Ad una siffatta evoluzione dell'ordinamento comunitario
non ha corrisposto, in Italia, alcuna modifica alla legge 24
gennaio 1979, n. 18, e successive modificazioni, recante norme
in materia di elezione dei rappresentanti dell'Italia al
Parlamento europeo. In base alla normativa vigente la
ripartizione dei seggi ha luogo nell'ambito di circoscrizioni
elettorali composte di più regioni, pertanto ne consegue una
pressoché sistematica esclusione dal Parlamento europeo di
quelle regioni che, all'interno di un'unica circoscrizione,
abbiano un numero di elettori considerevolmente inferiore
rispetto a quello delle regioni più popolose. L'esigenza di
mettere fine ad una simile anomalia, avvertita anche di
recente nel nostro Parlamento come attesta la presentazione,
alla Camera dei deputati ed al Senato della Repubblica, di
diversi progetti di legge in materia, si pone, nel caso della
Sardegna, con caratteri di particolare urgenza. A questo
proposito, conviene anzitutto tenere presente che in una fase
in cui l'intergruppo delle isole del Parlamento europeo
sviluppa un'intensa azione volta ad ottenere l'attuazione dei
princìpi che, rispetto alle regioni insulari, i trattati
finalmente contengono, la Sardegna non può disporre, in seno
all'Assemblea di Strasburgo, di propri rappresentanti che
possano far valere efficacemente le istanze connesse agli
specifici caratteri della sua insularità.

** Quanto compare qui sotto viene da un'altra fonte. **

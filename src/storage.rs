//! Persistent key-value store backed by JSON files
//!
//! Each key maps to one pretty-printed `<key>.json` file inside the store
//! directory. Writes are synchronous; a read in the same session reflects
//! the previous write. A missing key is reported as absence, never as an
//! error. A present-but-unparseable value is an error the caller is
//! expected to recover from (see `BookmarkStore` migration).

use crate::error::{RepoScoutError, Result};
use serde_json::Value;
use std::fs;
use std::io::ErrorKind;
use std::path::PathBuf;

pub struct JsonStore {
    dir: PathBuf,
}

impl JsonStore {
    /// Open the store under the platform config directory
    pub fn open_default() -> Result<Self> {
        let dir = dirs::config_dir()
            .ok_or(RepoScoutError::NoConfigDir)?
            .join("reposcout");
        Self::open(dir)
    }

    /// Open a store rooted at an explicit directory (used by tests)
    pub fn open(dir: impl Into<PathBuf>) -> Result<Self> {
        let dir = dir.into();
        fs::create_dir_all(&dir)?;
        Ok(Self { dir })
    }

    fn key_path(&self, key: &str) -> PathBuf {
        self.dir.join(format!("{}.json", key))
    }

    /// Read the value stored under `key`
    pub fn read(&self, key: &str) -> Result<Option<Value>> {
        let contents = match fs::read_to_string(self.key_path(key)) {
            Ok(contents) => contents,
            Err(e) if e.kind() == ErrorKind::NotFound => return Ok(None),
            Err(e) => return Err(e.into()),
        };

        serde_json::from_str(&contents)
            .map(Some)
            .map_err(|e| RepoScoutError::StorageFormat {
                key: key.to_string(),
                reason: e.to_string(),
            })
    }

    /// Write `value` under `key`, replacing any previous value
    pub fn write(&self, key: &str, value: &Value) -> Result<()> {
        let contents = serde_json::to_string_pretty(value)?;
        fs::write(self.key_path(key), contents)?;
        Ok(())
    }
}
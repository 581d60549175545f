//! Search input state for the TUI

/// Raw query text plus cursor, edited one keystroke at a time.
/// Debouncing into a settled query happens in the app tick, not here.
pub struct SearchState {
    pub query: String,
    pub cursor_pos: usize,
    pub focused: bool,
}

impl Default for SearchState {
    fn default() -> Self {
        Self {
            query: String::new(),
            cursor_pos: 0,
            focused: true,
        }
    }
}

impl SearchState {
    pub fn insert_char(&mut self, c: char) {
        self.query.insert(self.cursor_pos, c);
        self.cursor_pos += c.len_utf8();
    }

    pub fn backspace(&mut self) -> bool {
        if self.cursor_pos == 0 {
            return false;
        }
        let prev = self.prev_boundary();
        self.query.remove(prev);
        self.cursor_pos = prev;
        true
    }

    pub fn delete(&mut self) -> bool {
        if self.cursor_pos >= self.query.len() {
            return false;
        }
        self.query.remove(self.cursor_pos);
        true
    }

    pub fn move_left(&mut self) {
        if self.cursor_pos > 0 {
            self.cursor_pos = self.prev_boundary();
        }
    }

    pub fn move_right(&mut self) {
        if self.cursor_pos < self.query.len() {
            self.cursor_pos = self.query[self.cursor_pos..]
                .char_indices()
                .nth(1)
                .map(|(i, _)| self.cursor_pos + i)
                .unwrap_or(self.query.len());
        }
    }

    pub fn move_home(&mut self) {
        self.cursor_pos = 0;
    }

    pub fn move_end(&mut self) {
        self.cursor_pos = self.query.len();
    }

    pub fn clear(&mut self) {
        self.query.clear();
        self.cursor_pos = 0;
    }

    /// Byte index of the character boundary before the cursor
    fn prev_boundary(&self) -> usize {
        self.query[..self.cursor_pos]
            .char_indices()
            .last()
            .map(|(i, _)| i)
            .unwrap_or(0)
    }
}
//! Derived view computation
//!
//! Pure functions from (filter mode, result set, bookmarks, query state) to
//! what the screen should show: the display rows, an optional placeholder
//! for the empty states, and the result-count summary line. Recomputed on
//! every draw; holds no state of its own.

use crate::github::{Repository, SearchResponse};

/// Which repositories the results table shows
#[derive(Debug, Clone, Copy, PartialEq, Eq, Default)]
pub enum FilterMode {
    #[default]
    All,
    Bookmarked,
}

impl FilterMode {
    pub fn toggled(self) -> Self {
        match self {
            FilterMode::All => FilterMode::Bookmarked,
            FilterMode::Bookmarked => FilterMode::All,
        }
    }
}

/// Empty-state variant, selected by priority when no list content applies
#[derive(Debug, Clone, PartialEq, Eq)]
pub enum Placeholder {
    Error(String),
    Loading,
    NoBookmarksInResults,
    NoResults,
    Initial,
}

impl Placeholder {
    pub fn message(&self) -> &str {
        match self {
            Placeholder::Error(msg) => msg,
            Placeholder::Loading => "Searching repositories...",
            Placeholder::NoBookmarksInResults => {
                "No bookmarked repositories in current search results."
            }
            Placeholder::NoResults => "No repositories found. Try a different search term.",
            Placeholder::Initial => "Start typing to search GitHub repositories",
        }
    }
}

/// What to render: either `rows` with a `summary`, or a `placeholder`
#[derive(Debug)]
pub struct View<'a> {
    pub rows: &'a [Repository],
    pub placeholder: Option<Placeholder>,
    pub summary: Option<String>,
}

/// Derive the current view.
///
/// The bookmarked filter shows the full bookmark list regardless of the
/// current search. Placeholder priority: error, then loading, then the
/// list itself, then the three empty states.
pub fn compose<'a>(
    filter_mode: FilterMode,
    results: &'a SearchResponse,
    bookmarks: &'a [Repository],
    settled_query: &str,
    loading: bool,
    error: Option<&str>,
) -> View<'a> {
    let rows: &[Repository] = match filter_mode {
        FilterMode::Bookmarked => bookmarks,
        FilterMode::All => &results.items,
    };

    let placeholder = if let Some(msg) = error {
        Some(Placeholder::Error(msg.to_string()))
    } else if loading {
        Some(Placeholder::Loading)
    } else if !rows.is_empty() {
        None
    } else if filter_mode == FilterMode::Bookmarked && !results.items.is_empty() {
        Some(Placeholder::NoBookmarksInResults)
    } else if !settled_query.trim().is_empty() && results.items.is_empty() {
        Some(Placeholder::NoResults)
    } else {
        Some(Placeholder::Initial)
    };

    let summary = match placeholder {
        None => Some(format!(
            "{} result{}{}",
            rows.len(),
            if rows.len() == 1 { "" } else { "s" },
            if filter_mode == FilterMode::Bookmarked {
                " (bookmarked)"
            } else {
                ""
            }
        )),
        Some(_) => None,
    };

    View {
        rows,
        placeholder,
        summary,
    }
}
//! Logging Module for RepoScout Diagnostics
//!
//! Background search failures and bookmark data migrations are recovered
//! silently in the UI; this module is where those events get recorded.
//! Logs to `reposcout.log` inside the app data directory.

use std::fs::{File, OpenOptions};
use std::io::Write;
use std::path::PathBuf;
use std::sync::{Mutex, OnceLock};
use std::time::SystemTime;

/// Global logger instance
static LOGGER: OnceLock<Mutex<RepoScoutLogger>> = OnceLock::new();

/// Log levels
#[derive(Debug, Clone, Copy, PartialEq, Eq, PartialOrd, Ord)]
pub enum LogLevel {
    Debug,
    Info,
    Warn,
    Error,
}

impl std::fmt::Display for LogLevel {
    fn fmt(&self, f: &mut std::fmt::Formatter<'_>) -> std::fmt::Result {
        match self {
            LogLevel::Debug => write!(f, "DEBUG"),
            LogLevel::Info => write!(f, "INFO"),
            LogLevel::Warn => write!(f, "WARN"),
            LogLevel::Error => write!(f, "ERROR"),
        }
    }
}

/// Main logger struct
pub struct RepoScoutLogger {
    file: Option<File>,
    min_level: LogLevel,
}

impl RepoScoutLogger {
    fn new() -> Self {
        let file = Self::get_log_path().and_then(|path| {
            if let Some(parent) = path.parent() {
                let _ = std::fs::create_dir_all(parent);
            }
            OpenOptions::new()
                .create(true)
                .append(true)
                .open(&path)
                .ok()
        });

        Self {
            file,
            min_level: LogLevel::Info,
        }
    }

    /// Log file lives next to the bookmark data
    fn get_log_path() -> Option<PathBuf> {
        dirs::config_dir().map(|d| d.join("reposcout").join("reposcout.log"))
    }

    /// Write a log entry
    fn log(&mut self, level: LogLevel, module: &str, message: &str) {
        if level < self.min_level {
            return;
        }

        let timestamp = SystemTime::now()
            .duration_since(SystemTime::UNIX_EPOCH)
            .map(|d| d.as_millis())
            .unwrap_or(0);

        let entry = format!(
            "[{:013}] [{:5}] [{}] {}\n",
            timestamp, level, module, message
        );

        if let Some(ref mut file) = self.file {
            let _ = file.write_all(entry.as_bytes());
            let _ = file.flush();
        }
    }
}

/// Initialize the global logger
pub fn init() {
    let _ = LOGGER.set(Mutex::new(RepoScoutLogger::new()));
}

fn log(level: LogLevel, module: &str, message: &str) {
    if let Some(logger) = LOGGER.get() {
        if let Ok(mut l) = logger.lock() {
            l.log(level, module, message);
        }
    }
}

/// Log debug message
pub fn debug(module: &str, message: &str) {
    log(LogLevel::Debug, module, message);
}

/// Log info message
pub fn info(module: &str, message: &str) {
    log(LogLevel::Info, module, message);
}

/// Log warning message
pub fn warn(module: &str, message: &str) {
    log(LogLevel::Warn, module, message);
}

/// Log error message
pub fn error(module: &str, message: &str) {
    log(LogLevel::Error, module, message);
}

/// Flush the log file
pub fn flush() {
    if let Some(logger) = LOGGER.get() {
        if let Ok(mut l) = logger.lock() {
            if let Some(ref mut file) = l.file {
                let _ = file.flush();
            }
        }
    }
}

Non va dimenticato, inoltre, che a seguito dell'entrata in
vigore della Convenzione-quadro per la protezione delle
minoranze nazionali del 1^ febbraio 1995 e della legge 15
dicembre 1999, n. 482, recante norme in materia di tutela
delle minoranze linguistiche storiche, anche ai sardi è stato
riconosciuto lo status di minoranza linguistica ai sensi
dell'articolo 6 della Costituzione. Non si può, infine, fare a
meno di sottolineare come tra le regioni che, per effetto
della citata legge n. 18 del 1979, risultano prive di una
propria rappresentanza al Parlamento europeo, la Sardegna
presenta un'ulteriore particolarità, quella di poter
assicurare con una popolazione di circa 1.500.000 abitanti,
l'elezione di almeno due eurodeputati nell'ambito di una
circoscrizione elettorale che coincida con il territorio della
regione.
Per queste ragioni riteniamo la "cancellazione" della
Sardegna dall'Assemblea di Strasburgo iniqua ed inaccettabile
e proponiamo la costituzione di due distinte circoscrizioni
elettorali, una per la Sardegna e l'altra per la Sicilia.